--- Study material Enclosed Below ---

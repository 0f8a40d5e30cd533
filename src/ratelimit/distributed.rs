//! Shared-store limiter variants.
//!
//! Each variant keeps its state in a [`SharedStore`] so several processes
//! enforce one limit per client. Parameters are read from the wrapped local
//! limiter, so one config update governs both modes, and the local limiter
//! also answers whenever the store fails or is too slow.

use std::future::Future;
use std::ops::ControlFlow;
use std::sync::atomic::{AtomicU64, Ordering};
use std::sync::Arc;
use std::time::Duration;

use async_trait::async_trait;
use rand::distributions::Alphanumeric;
use rand::Rng;
use tracing::{debug, trace, warn};

use super::backend::AdmissionBackend;
use super::clock::{to_datetime, Clock, SystemClock};
use super::decision::{Decision, Reason};
use super::fixed_window::FixedWindowLimiter;
use super::leaky_bucket::LeakyBucketLimiter;
use super::rules::{Algorithm, LimiterConfig};
use super::scheduler::{leak_period, tick_fn, LeakScheduler};
use super::sliding_window::SlidingWindowLimiter;
use super::token_bucket::TokenBucketLimiter;
use crate::sink::DecisionSink;
use crate::store::{SharedStore, StoreError, StoreResult};

/// Default key prefix for shared state.
pub const DEFAULT_KEY_PREFIX: &str = "ratelimit";
/// Default bound on a single store call.
pub const DEFAULT_STORE_TIMEOUT: Duration = Duration::from_millis(250);

/// Options for the shared variants.
#[derive(Debug, Clone)]
pub struct SharedOptions {
    /// Leading segment of every store key
    pub key_prefix: String,
    /// Bound on each store call before falling back
    pub timeout: Duration,
}

impl Default for SharedOptions {
    fn default() -> Self {
        Self {
            key_prefix: DEFAULT_KEY_PREFIX.to_string(),
            timeout: DEFAULT_STORE_TIMEOUT,
        }
    }
}

/// Store handle, key scheme and fallback accounting shared by all variants.
pub struct SharedContext {
    store: Arc<dyn SharedStore>,
    options: SharedOptions,
    clock: Arc<dyn Clock>,
    fallbacks: AtomicU64,
}

impl SharedContext {
    pub fn new(store: Arc<dyn SharedStore>, options: SharedOptions) -> Self {
        Self::with_clock(store, options, Arc::new(SystemClock))
    }

    pub fn with_clock(
        store: Arc<dyn SharedStore>,
        options: SharedOptions,
        clock: Arc<dyn Clock>,
    ) -> Self {
        Self {
            store,
            options,
            clock,
            fallbacks: AtomicU64::new(0),
        }
    }

    /// Store key for `algorithm` and `client_id`.
    pub fn key(&self, algorithm: Algorithm, client_id: &str) -> String {
        format!(
            "{}:{}:{}",
            self.options.key_prefix,
            algorithm.key_segment(),
            client_id
        )
    }

    /// Number of calls answered by a local limiter because the store failed.
    pub fn fallback_count(&self) -> u64 {
        self.fallbacks.load(Ordering::Relaxed)
    }

    /// Run a store call under the timeout.
    async fn bounded<T>(&self, call: impl Future<Output = StoreResult<T>>) -> StoreResult<T> {
        tokio::time::timeout(self.options.timeout, call)
            .await
            .map_err(|_| StoreError::Timeout(self.options.timeout))?
    }

    /// Run a store call, recording a fallback if it fails.
    async fn attempt<T>(
        &self,
        algorithm: Algorithm,
        key: &str,
        call: impl Future<Output = StoreResult<T>>,
    ) -> Option<T> {
        match self.bounded(call).await {
            Ok(value) => Some(value),
            Err(err) => {
                self.fallbacks.fetch_add(1, Ordering::Relaxed);
                warn!(
                    algorithm = %algorithm,
                    key = key,
                    error = %err,
                    "Shared store call failed, using local limiter"
                );
                None
            }
        }
    }
}

/// Sorted-set member for one sliding window admission: `<now>-<6 random
/// alphanumerics>`, unique even when several requests share a millisecond.
fn window_member(now_ms: u64) -> String {
    let tag: String = rand::thread_rng()
        .sample_iter(&Alphanumeric)
        .take(6)
        .map(char::from)
        .collect();
    format!("{}-{}", now_ms, tag)
}

/// Fixed window over an expiring counter.
pub struct SharedFixedWindow {
    ctx: Arc<SharedContext>,
    local: Arc<FixedWindowLimiter>,
}

impl SharedFixedWindow {
    pub fn new(ctx: Arc<SharedContext>, local: Arc<FixedWindowLimiter>) -> Self {
        Self { ctx, local }
    }
}

#[async_trait]
impl AdmissionBackend for SharedFixedWindow {
    fn algorithm(&self) -> Algorithm {
        Algorithm::FixedWindow
    }

    async fn admit(&self, request_id: &str, client_id: &str) -> Decision {
        let key = self.ctx.key(Algorithm::FixedWindow, client_id);
        let (limit, window_ms) = self.local.settings();

        let call = self.ctx.store.incr_window(&key, window_ms);
        let Some(count) = self.ctx.attempt(Algorithm::FixedWindow, &key, call).await else {
            return self.local.decide(request_id);
        };

        let timestamp = to_datetime(self.ctx.clock.now_millis());
        if count <= limit {
            trace!(key = %key, count = count, "Shared fixed window allowed");
            Decision::allowed(request_id, timestamp, Some(count))
        } else {
            debug!(key = %key, count = count, limit = limit, "Shared fixed window exceeded");
            Decision::rejected(request_id, timestamp, Some(count), Reason::LimitExceeded)
        }
    }
}

/// Sliding log over a scored set.
///
/// The member is recorded before the limit check, so rejected requests also
/// occupy the window.
pub struct SharedSlidingWindow {
    ctx: Arc<SharedContext>,
    local: Arc<SlidingWindowLimiter>,
}

impl SharedSlidingWindow {
    pub fn new(ctx: Arc<SharedContext>, local: Arc<SlidingWindowLimiter>) -> Self {
        Self { ctx, local }
    }
}

#[async_trait]
impl AdmissionBackend for SharedSlidingWindow {
    fn algorithm(&self) -> Algorithm {
        Algorithm::SlidingWindow
    }

    async fn admit(&self, request_id: &str, client_id: &str) -> Decision {
        let key = self.ctx.key(Algorithm::SlidingWindow, client_id);
        let (limit, window_ms) = self.local.settings();
        let now = self.ctx.clock.now_millis();
        let member = window_member(now);

        let call = self.ctx.store.record_in_window(&key, now, window_ms, &member);
        let Some(count) = self.ctx.attempt(Algorithm::SlidingWindow, &key, call).await else {
            return self.local.decide(request_id);
        };

        if count <= limit {
            Decision::allowed(request_id, to_datetime(now), Some(count))
        } else {
            debug!(key = %key, count = count, limit = limit, "Shared sliding window exceeded");
            Decision::rejected(request_id, to_datetime(now), Some(count), Reason::LimitExceeded)
        }
    }
}

/// Token bucket evaluated atomically by the store.
pub struct SharedTokenBucket {
    ctx: Arc<SharedContext>,
    local: Arc<TokenBucketLimiter>,
}

impl SharedTokenBucket {
    pub fn new(ctx: Arc<SharedContext>, local: Arc<TokenBucketLimiter>) -> Self {
        Self { ctx, local }
    }
}

#[async_trait]
impl AdmissionBackend for SharedTokenBucket {
    fn algorithm(&self) -> Algorithm {
        Algorithm::TokenBucket
    }

    async fn admit(&self, request_id: &str, client_id: &str) -> Decision {
        let key = self.ctx.key(Algorithm::TokenBucket, client_id);
        let (capacity, refill_per_second) = self.local.settings();
        let now = self.ctx.clock.now_millis();

        let call = self.ctx.store.take_tokens(
            &key,
            capacity as f64,
            refill_per_second / 1000.0,
            now,
            1.0,
        );
        let Some(take) = self.ctx.attempt(Algorithm::TokenBucket, &key, call).await else {
            return self.local.decide(request_id);
        };

        let count = Some(take.tokens.max(0.0).floor() as u64);
        if take.allowed {
            Decision::allowed(request_id, to_datetime(now), count)
        } else {
            debug!(key = %key, tokens = take.tokens, "Shared token bucket empty");
            Decision::rejected(request_id, to_datetime(now), count, Reason::NoTokens)
        }
    }
}

/// Leaky bucket over a store list, drained by one worker per client key.
///
/// A worker starts when a request is first queued for its key and retires
/// once it finds the queue empty.
pub struct SharedLeakyBucket {
    local: Arc<LeakyBucketLimiter>,
    workers: Arc<DrainWorkers>,
}

/// The drain workers of one shared leaky bucket.
struct DrainWorkers {
    ctx: Arc<SharedContext>,
    local: Arc<LeakyBucketLimiter>,
    sink: Arc<dyn DecisionSink>,
    scheduler: LeakScheduler,
}

impl DrainWorkers {
    fn ensure(self: &Arc<Self>, key: &str) -> bool {
        if self.scheduler.is_running(key) {
            return false;
        }

        let (leak_per_second, _) = self.local.settings();
        let workers = Arc::downgrade(self);
        let queue_key = key.to_string();
        let tick = tick_fn(move || {
            let workers = workers.clone();
            let queue_key = queue_key.clone();
            async move {
                match workers.upgrade() {
                    Some(workers) => workers.drain_one(&queue_key).await,
                    None => ControlFlow::Break(()),
                }
            }
        });

        self.scheduler.start(key, leak_period(leak_per_second), tick)
    }

    async fn drain_one(self: &Arc<Self>, key: &str) -> ControlFlow<()> {
        let ctx = &self.ctx;
        match ctx.bounded(ctx.store.queue_pop(key)).await {
            Ok(Some(request_id)) => {
                trace!(key = key, request_id = %request_id, "Leaked shared request");
                let now = ctx.clock.now_millis();
                self.sink.publish(Decision::allowed(request_id, to_datetime(now), None));
                ControlFlow::Continue(())
            }
            Ok(None) => {
                self.scheduler.retire(key);
                // A push that raced the empty pop saw this worker still
                // registered, so look once more before going idle.
                if let Ok(depth) = ctx.bounded(ctx.store.queue_len(key)).await {
                    if depth > 0 {
                        self.ensure(key);
                    }
                }
                trace!(key = key, "Shared leak queue empty, worker retired");
                ControlFlow::Break(())
            }
            Err(err) => {
                warn!(key = key, error = %err, "Shared leak failed");
                ControlFlow::Continue(())
            }
        }
    }
}

impl SharedLeakyBucket {
    pub fn new(
        ctx: Arc<SharedContext>,
        local: Arc<LeakyBucketLimiter>,
        sink: Arc<dyn DecisionSink>,
    ) -> Self {
        let workers = Arc::new(DrainWorkers {
            ctx,
            local: local.clone(),
            sink,
            scheduler: LeakScheduler::new(),
        });
        Self { local, workers }
    }

    /// Start the drain worker for `key` unless one is running.
    pub fn ensure_worker(&self, key: &str) -> bool {
        self.workers.ensure(key)
    }

    /// Merge `config` into the local bucket and move every worker to the new
    /// leak rate.
    pub fn update_config(&self, config: &LimiterConfig) {
        self.local.update_config(config);
        let (leak_per_second, _) = self.local.settings();
        self.workers.scheduler.reschedule_all(leak_period(leak_per_second));
    }

    /// Number of running drain workers.
    pub fn worker_count(&self) -> usize {
        self.workers.scheduler.len()
    }

    /// Stop every drain worker. Queued entries stay in the store.
    pub fn shutdown(&self) {
        self.workers.scheduler.stop_all();
    }
}

#[async_trait]
impl AdmissionBackend for SharedLeakyBucket {
    fn algorithm(&self) -> Algorithm {
        Algorithm::LeakyBucket
    }

    async fn admit(&self, request_id: &str, client_id: &str) -> Decision {
        let ctx = &self.workers.ctx;
        let key = ctx.key(Algorithm::LeakyBucket, client_id);
        let (_, max_queue_size) = self.local.settings();

        // Length check and push are separate store calls, so concurrent
        // enqueuers can overshoot max_queue_size by their number.
        let call = ctx.store.queue_len(&key);
        let Some(depth) = ctx.attempt(Algorithm::LeakyBucket, &key, call).await else {
            return self.local.enqueue(request_id);
        };

        let timestamp = to_datetime(ctx.clock.now_millis());
        if depth >= max_queue_size as u64 {
            // A full queue left behind by a stopped worker still drains
            self.ensure_worker(&key);
            debug!(key = %key, depth = depth, "Shared leaky bucket queue full");
            return Decision::rejected(request_id, timestamp, Some(depth), Reason::QueueFull);
        }

        let call = ctx.store.queue_push(&key, request_id);
        match ctx.attempt(Algorithm::LeakyBucket, &key, call).await {
            Some(()) => {
                self.ensure_worker(&key);
                Decision::queued(request_id, timestamp, Some(depth + 1))
            }
            None => self.local.enqueue(request_id),
        }
    }
}
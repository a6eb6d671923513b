//! Inno Setup installer export.
//!
//! In installer mode directory and file requests are not embedded. They are
//! collected into `[Dirs]` and `[Files]` sections appended to a user
//! template, and the installer compiler turns the script into a setup
//! program. Process and environment requests still go into a small stub
//! artifact that the installer ships next to the application files.
//!
//! # Module Organization
//!
//! - [`build`] - Compiler execution and exit code mapping
//! - [`script`] - Script rendering
//! - [`utils`] - Quoting and BOM-prefixed writing

pub mod build;
pub mod script;
pub mod utils;

pub use script::InstallerFile;

use crate::packer::{
    Result,
    builder::{AssemblyOptions, ExecutableAssembler, InstallBuilder},
    error::{Context, ErrorExt},
    path::PackPath,
    settings::{DuplicatePolicy, OutputMode, Settings},
};
use path_absolutize::Absolutize;
use std::{
    collections::HashSet,
    path::{Path, PathBuf},
};

/// Staging directory for the temporary artifact, inside the work dir.
pub const STAGING_DIR: &str = ".rubysfx-installer";
/// Generated script, inside the work dir.
pub const SCRIPT_NAME: &str = "rubysfx-installer.iss";

/// Inputs of one installer export.
#[derive(Debug, Clone)]
pub struct InstallerOptions {
    pub template: PathBuf,
    pub compiler: PathBuf,
    pub work_dir: PathBuf,
    /// File name of the stub artifact inside the installer.
    pub artifact_name: String,
    pub stub_image: PathBuf,
    pub debug: bool,
    pub verbose: bool,
    pub duplicate_policy: DuplicatePolicy,
}

impl InstallerOptions {
    pub fn from_settings(settings: &Settings) -> Result<Self> {
        let OutputMode::Installer { template, compiler } = settings.mode() else {
            crate::bail!("installer export requires installer mode");
        };
        let artifact_name = settings
            .output()
            .file_name()
            .context("output path has no file name")?
            .to_string_lossy()
            .into_owned();

        Ok(Self {
            template: template.clone(),
            compiler: compiler.clone(),
            work_dir: settings.work_dir().to_path_buf(),
            artifact_name,
            stub_image: settings.stub_image().to_path_buf(),
            debug: settings.debug(),
            verbose: settings.verbose(),
            duplicate_policy: settings.duplicate_policy(),
        })
    }
}

/// Summary of a compiled installer.
#[derive(Debug, Clone)]
pub struct InstallerOutput {
    pub script: PathBuf,
    pub directories: usize,
    pub files: usize,
}

/// Collects install requests into an Inno Setup script.
#[derive(Debug)]
pub struct InstallerExporter {
    assembler: ExecutableAssembler,
    options: InstallerOptions,
    staging_dir: PathBuf,
    directories: Vec<PackPath>,
    seen_directories: HashSet<PackPath>,
    files: Vec<InstallerFile>,
    seen_files: HashSet<PackPath>,
}

impl InstallerExporter {
    /// Start the temporary artifact in the staging directory.
    pub fn create(options: InstallerOptions) -> Result<Self> {
        let staging_dir = options.work_dir.join(STAGING_DIR);
        let artifact = staging_dir.join(&options.artifact_name);

        let mut assembly = AssemblyOptions::new(artifact, &options.stub_image);
        assembly.debug = options.debug;
        assembly.duplicate_policy = options.duplicate_policy;
        let assembler = ExecutableAssembler::create(assembly)?;

        Ok(Self {
            assembler,
            options,
            staging_dir,
            directories: Vec::new(),
            seen_directories: HashSet::new(),
            files: Vec::new(),
            seen_files: HashSet::new(),
        })
    }

    /// Unique directories in request order.
    pub fn directories(&self) -> &[PackPath] {
        &self.directories
    }

    /// File declarations in request order.
    pub fn files(&self) -> &[InstallerFile] {
        &self.files
    }

    fn script_path(&self) -> PathBuf {
        self.options.work_dir.join(SCRIPT_NAME)
    }

    /// Finish the artifact, write the script and run the compiler. The
    /// artifact and script are removed afterwards whatever the outcome.
    pub async fn finish(self) -> Result<InstallerOutput> {
        let script_path = self.script_path();
        let staging_dir = self.staging_dir.clone();

        let result = self.compile(&script_path).await;

        remove_quietly(&script_path).await;
        if let Err(e) = tokio::fs::remove_dir_all(&staging_dir).await
            && e.kind() != std::io::ErrorKind::NotFound
        {
            log::warn!("Failed to remove {}: {}", staging_dir.display(), e);
        }

        result
    }

    async fn compile(self, script_path: &Path) -> Result<InstallerOutput> {
        let Self {
            assembler,
            options,
            directories,
            files,
            ..
        } = self;

        let artifact = assembler.finish()?;
        let template = tokio::fs::read_to_string(&options.template)
            .await
            .fs_context("reading installer template", &options.template)?;
        let script = script::render(&template, &artifact.path, &directories, &files)?;
        utils::write_utf8_bom(script_path, &script).await?;
        log::debug!("Wrote installer script {}", script_path.display());

        build::run_compiler(&options.compiler, script_path, options.verbose).await?;

        Ok(InstallerOutput {
            script: script_path.to_path_buf(),
            directories: directories.len(),
            files: files.len(),
        })
    }

    fn record_directory(&mut self, path: &PackPath) {
        for dir in path.parent_chain() {
            if self.seen_directories.insert(dir.clone()) {
                log::debug!("m {}", dir);
                self.directories.push(dir);
            }
        }
    }
}

async fn remove_quietly(path: &Path) {
    if let Err(e) = tokio::fs::remove_file(path).await
        && e.kind() != std::io::ErrorKind::NotFound
    {
        log::warn!("Failed to remove {}: {}", path.display(), e);
    }
}

impl InstallBuilder for InstallerExporter {
    fn create_directory(&mut self, path: &PackPath) -> Result<()> {
        self.record_directory(path);
        Ok(())
    }

    fn create_file(&mut self, source: &PackPath, target: &PackPath) -> Result<bool> {
        if self.seen_files.contains(target) {
            self.options.duplicate_policy.on_duplicate(target)?;
            return Ok(false);
        }
        self.record_directory(&target.dirname());
        let source = PackPath::from(Path::new(source.as_str()).absolutize()?.as_ref());
        log::debug!("a {} -> {}", source, target);
        self.seen_files.insert(target.clone());
        self.files.push(InstallerFile {
            source,
            target: target.clone(),
        });
        Ok(true)
    }

    fn create_process(&mut self, image: &PackPath, cmdline: &[u8]) -> Result<()> {
        self.assembler.create_process(image, cmdline)
    }

    fn post_create_process(&mut self, image: &PackPath, cmdline: &[u8]) -> Result<()> {
        self.assembler.post_create_process(image, cmdline)
    }

    fn set_env(&mut self, name: &str, value: &str) -> Result<()> {
        self.assembler.set_env(name, value)
    }
}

--- End of Enclosed Study material ---

■ Task statement ■
Lines with "LimiterConfig": return each one from the data above.

■ Written solution ■
use super::rules::{Algorithm, LimiterConfig};
    pub fn update_config(&self, config: &LimiterConfig) {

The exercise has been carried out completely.